The activated carbons were derived from pinecone pyrolyzed in a microwave. The pinecone mass to potassium hydroxide impregnation ratio and microwave pyrolysis time influenced the activated carbon properties. An impregnation ratio of 2.24 and microwave pyrolysis time of 16 minutes at constant microwave power of 400 W yielded the activated carbon with the best-developed porous structure and electrochemical properties. This activated carbon was used during the optimisation of the Ag/AgBr activated carbon (AABR-ACK) catalysts preparation using a thermal polyol precipitation method and response surface methodology. The most active catalyst was the AABR-ACK 11 obtained by a preparation temperature of 140 ºC, time (17.50 minutes), mass of surfactant and activated carbon (0.26 g and 0.03 g) respectively. This catalyst had an ordered nanospheres morphology, reduced electron-hole recombination rate, better electrochemical properties and exhibited enhanced activity on the tetracycline antibiotic removal in comparison to other Ag/AgBr activated carbon catalysts. A percentage degradation of 92% was obtained in 180 minutes were obtained with the AABR-ACK 11 catalyst.

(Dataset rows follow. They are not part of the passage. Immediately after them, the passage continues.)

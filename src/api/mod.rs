pub mod client;

pub use client::{parse_response, AqiClient};
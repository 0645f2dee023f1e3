use serde::{Deserialize, Serialize};

/// AQI severity bands with the standard breakpoint table.
///
/// Boundaries are inclusive: an AQI of exactly 50 is Good, 51 is
/// Moderate, and so on up to 301+ for Hazardous.
#[derive(Debug, Clone, Copy, PartialEq, Eq, Hash, Serialize, Deserialize)]
pub enum AqiCategory {
    Good,
    Moderate,
    UnhealthyForSensitive,
    Unhealthy,
    VeryUnhealthy,
    Hazardous,
}

impl AqiCategory {
    pub const ALL: [AqiCategory; 6] = [
        AqiCategory::Good,
        AqiCategory::Moderate,
        AqiCategory::UnhealthyForSensitive,
        AqiCategory::Unhealthy,
        AqiCategory::VeryUnhealthy,
        AqiCategory::Hazardous,
    ];

    /// Classify an AQI value against the breakpoint table
    pub fn from_aqi(aqi: f64) -> Self {
        if aqi <= 50.0 {
            AqiCategory::Good
        } else if aqi <= 100.0 {
            AqiCategory::Moderate
        } else if aqi <= 150.0 {
            AqiCategory::UnhealthyForSensitive
        } else if aqi <= 200.0 {
            AqiCategory::Unhealthy
        } else if aqi <= 300.0 {
            AqiCategory::VeryUnhealthy
        } else {
            AqiCategory::Hazardous
        }
    }

    /// Marker and heatmap color for this band
    pub fn color(&self) -> &'static str {
        match self {
            AqiCategory::Good => "#00E400",
            AqiCategory::Moderate => "#FFFF00",
            AqiCategory::UnhealthyForSensitive => "#FF7E00",
            AqiCategory::Unhealthy => "#FF0000",
            AqiCategory::VeryUnhealthy => "#8F3F97",
            AqiCategory::Hazardous => "#7E0023",
        }
    }

    pub fn label(&self) -> &'static str {
        match self {
            AqiCategory::Good => "Good",
            AqiCategory::Moderate => "Moderate",
            AqiCategory::UnhealthyForSensitive => "Unhealthy for Sensitive Groups",
            AqiCategory::Unhealthy => "Unhealthy",
            AqiCategory::VeryUnhealthy => "Very Unhealthy",
            AqiCategory::Hazardous => "Hazardous",
        }
    }

    pub fn range_label(&self) -> &'static str {
        match self {
            AqiCategory::Good => "0-50",
            AqiCategory::Moderate => "51-100",
            AqiCategory::UnhealthyForSensitive => "101-150",
            AqiCategory::Unhealthy => "151-200",
            AqiCategory::VeryUnhealthy => "201-300",
            AqiCategory::Hazardous => "301+",
        }
    }
}

#[cfg(test)]
mod tests {
    use super::*;

    #[test]
    fn test_breakpoint_boundaries() {
        assert_eq!(AqiCategory::from_aqi(0.0), AqiCategory::Good);
        assert_eq!(AqiCategory::from_aqi(50.0), AqiCategory::Good);
        assert_eq!(AqiCategory::from_aqi(51.0), AqiCategory::Moderate);
        assert_eq!(AqiCategory::from_aqi(100.0), AqiCategory::Moderate);
        assert_eq!(
            AqiCategory::from_aqi(101.0),
            AqiCategory::UnhealthyForSensitive
        );
        assert_eq!(
            AqiCategory::from_aqi(150.0),
            AqiCategory::UnhealthyForSensitive
        );
        assert_eq!(AqiCategory::from_aqi(151.0), AqiCategory::Unhealthy);
        assert_eq!(AqiCategory::from_aqi(200.0), AqiCategory::Unhealthy);
        assert_eq!(AqiCategory::from_aqi(201.0), AqiCategory::VeryUnhealthy);
        assert_eq!(AqiCategory::from_aqi(300.0), AqiCategory::VeryUnhealthy);
        assert_eq!(AqiCategory::from_aqi(301.0), AqiCategory::Hazardous);
        assert_eq!(AqiCategory::from_aqi(500.0), AqiCategory::Hazardous);
    }

    #[test]
    fn test_boundary_colors() {
        assert_eq!(AqiCategory::from_aqi(50.0).color(), "#00E400");
        assert_eq!(AqiCategory::from_aqi(51.0).color(), "#FFFF00");
        assert_eq!(AqiCategory::from_aqi(150.0).color(), "#FF7E00");
        assert_eq!(AqiCategory::from_aqi(151.0).color(), "#FF0000");
        assert_eq!(AqiCategory::from_aqi(300.0).color(), "#8F3F97");
        assert_eq!(AqiCategory::from_aqi(301.0).color(), "#7E0023");
    }

    #[test]
    fn test_labels() {
        assert_eq!(AqiCategory::Good.label(), "Good");
        assert_eq!(AqiCategory::Hazardous.range_label(), "301+");
    }
}
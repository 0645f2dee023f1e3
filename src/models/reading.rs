use chrono::NaiveDateTime;
use serde::{Deserialize, Serialize};
use validator::Validate;

use crate::models::AqiCategory;
use crate::utils::constants::{
    BASE_MARKER_RADIUS, MARKER_RADIUS_PER_AQI, MISSING_AQI_COLOR, MISSING_AQI_MARKER_RADIUS,
};
use crate::utils::coordinates::is_valid_coordinate;

/// One AQI reading for one monitoring station at one publish time.
///
/// Pollutant fields are `None` when the feed reports an empty value,
/// a dash, or something unparseable. Immutable once parsed.
#[derive(Debug, Clone, Serialize, Deserialize, Validate)]
pub struct StationReading {
    pub site_id: String,

    #[validate(length(min = 1))]
    pub site_name: String,

    pub county: String,

    pub aqi: Option<f64>,
    pub pm25: Option<f64>,
    pub pm10: Option<f64>,
    pub o3: Option<f64>,
    pub co: Option<f64>,
    pub no2: Option<f64>,
    pub so2: Option<f64>,

    pub status: String,
    pub pollutant: String,

    #[validate(range(min = -90.0, max = 90.0))]
    pub latitude: Option<f64>,

    #[validate(range(min = -180.0, max = 180.0))]
    pub longitude: Option<f64>,

    pub publish_time: Option<NaiveDateTime>,

    pub wind_speed: Option<f64>,
    pub wind_direction: Option<f64>,
}

impl StationReading {
    /// Whether this reading qualifies for spatial rendering
    pub fn has_coordinates(&self) -> bool {
        match (self.latitude, self.longitude) {
            (Some(lat), Some(lon)) => is_valid_coordinate(lat, lon),
            _ => false,
        }
    }

    pub fn has_aqi(&self) -> bool {
        self.aqi.is_some()
    }

    pub fn category(&self) -> Option<AqiCategory> {
        self.aqi.map(AqiCategory::from_aqi)
    }

    /// Marker fill/stroke color, gray when no AQI value was reported
    pub fn marker_color(&self) -> &'static str {
        self.category()
            .map(|c| c.color())
            .unwrap_or(MISSING_AQI_COLOR)
    }

    /// Marker radius scales with AQI so bad air stands out at a glance
    pub fn marker_radius(&self) -> f64 {
        match self.aqi {
            Some(aqi) => BASE_MARKER_RADIUS + aqi * MARKER_RADIUS_PER_AQI,
            None => MISSING_AQI_MARKER_RADIUS,
        }
    }

    pub fn aqi_display(&self) -> String {
        match self.aqi {
            Some(aqi) => format!("{:.0}", aqi),
            None => "N/A".to_string(),
        }
    }
}

#[cfg(test)]
mod tests {
    use super::*;

    fn reading(aqi: Option<f64>, lat: Option<f64>, lon: Option<f64>) -> StationReading {
        StationReading {
            site_id: "1".to_string(),
            site_name: "Banqiao".to_string(),
            county: "New Taipei City".to_string(),
            aqi,
            pm25: Some(12.0),
            pm10: Some(30.0),
            o3: Some(40.1),
            co: Some(0.3),
            no2: Some(8.5),
            so2: Some(1.2),
            status: "Good".to_string(),
            pollutant: String::new(),
            latitude: lat,
            longitude: lon,
            publish_time: None,
            wind_speed: Some(2.1),
            wind_direction: Some(90.0),
        }
    }

    #[test]
    fn test_coordinate_detection() {
        assert!(reading(Some(42.0), Some(25.01), Some(121.46)).has_coordinates());
        assert!(!reading(Some(42.0), None, Some(121.46)).has_coordinates());
        assert!(!reading(Some(42.0), Some(25.01), None).has_coordinates());
        assert!(!reading(Some(42.0), Some(0.0), Some(0.0)).has_coordinates());
    }

    #[test]
    fn test_marker_styling() {
        let good = reading(Some(40.0), Some(25.01), Some(121.46));
        assert_eq!(good.marker_color(), "#00E400");
        assert!((good.marker_radius() - 12.0).abs() < 1e-9);

        let missing = reading(None, Some(25.01), Some(121.46));
        assert_eq!(missing.marker_color(), "#808080");
        assert_eq!(missing.marker_radius(), 8.0);
        assert_eq!(missing.aqi_display(), "N/A");
    }

    #[test]
    fn test_validation_ranges() {
        let ok = reading(Some(40.0), Some(25.01), Some(121.46));
        assert!(ok.validate().is_ok());

        let bad = reading(Some(40.0), Some(91.0), Some(121.46));
        assert!(bad.validate().is_err());
    }
}
pub mod constants;
pub mod coordinates;
pub mod filename;
pub mod progress;

pub use constants::*;
pub use coordinates::{haversine_distance, is_valid_coordinate};
pub use filename::timestamped_filename;
pub use progress::ProgressReporter;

The photocatalyst prepared using the best activated carbon derived from pinecone developed in this study was compared to photocatalysts prepared using commercial activated carbon and biochar. The Ag/AgBr activated carbon catalysts using pinecone-derived activated carbon degraded the tetracycline to 92%, which is significantly higher than the percentage degradations (80% and 74%) for the catalyst prepared using commercial activated carbon and biochar catalysts respectively. The higher activity of the Ag/AgBr activated carbon catalysts using pinecone-derived activated carbon was due to the conductive attributes of the catalyst support for accelerated transfer of photo-induced electrons. The Ag/AgBr activated carbon catalysts using pinecone- derived activated carbon also exhibited better performance on tetracycline removal when compared to photocatalysts reported in literature.
Two catalyst preparation methods, thermal polyol and deposition precipitation, were compared. The thermal polyol method yielded a more active catalyst for the degradation of the tetracycline in comparison to the deposition precipitation method.
The degradation reaction conditions such as pH, light intensity and degradation temperature influenced the rate of the reaction. The highest rate of degradation was obtained at a pH of seven, white light and 40 ºC temperature.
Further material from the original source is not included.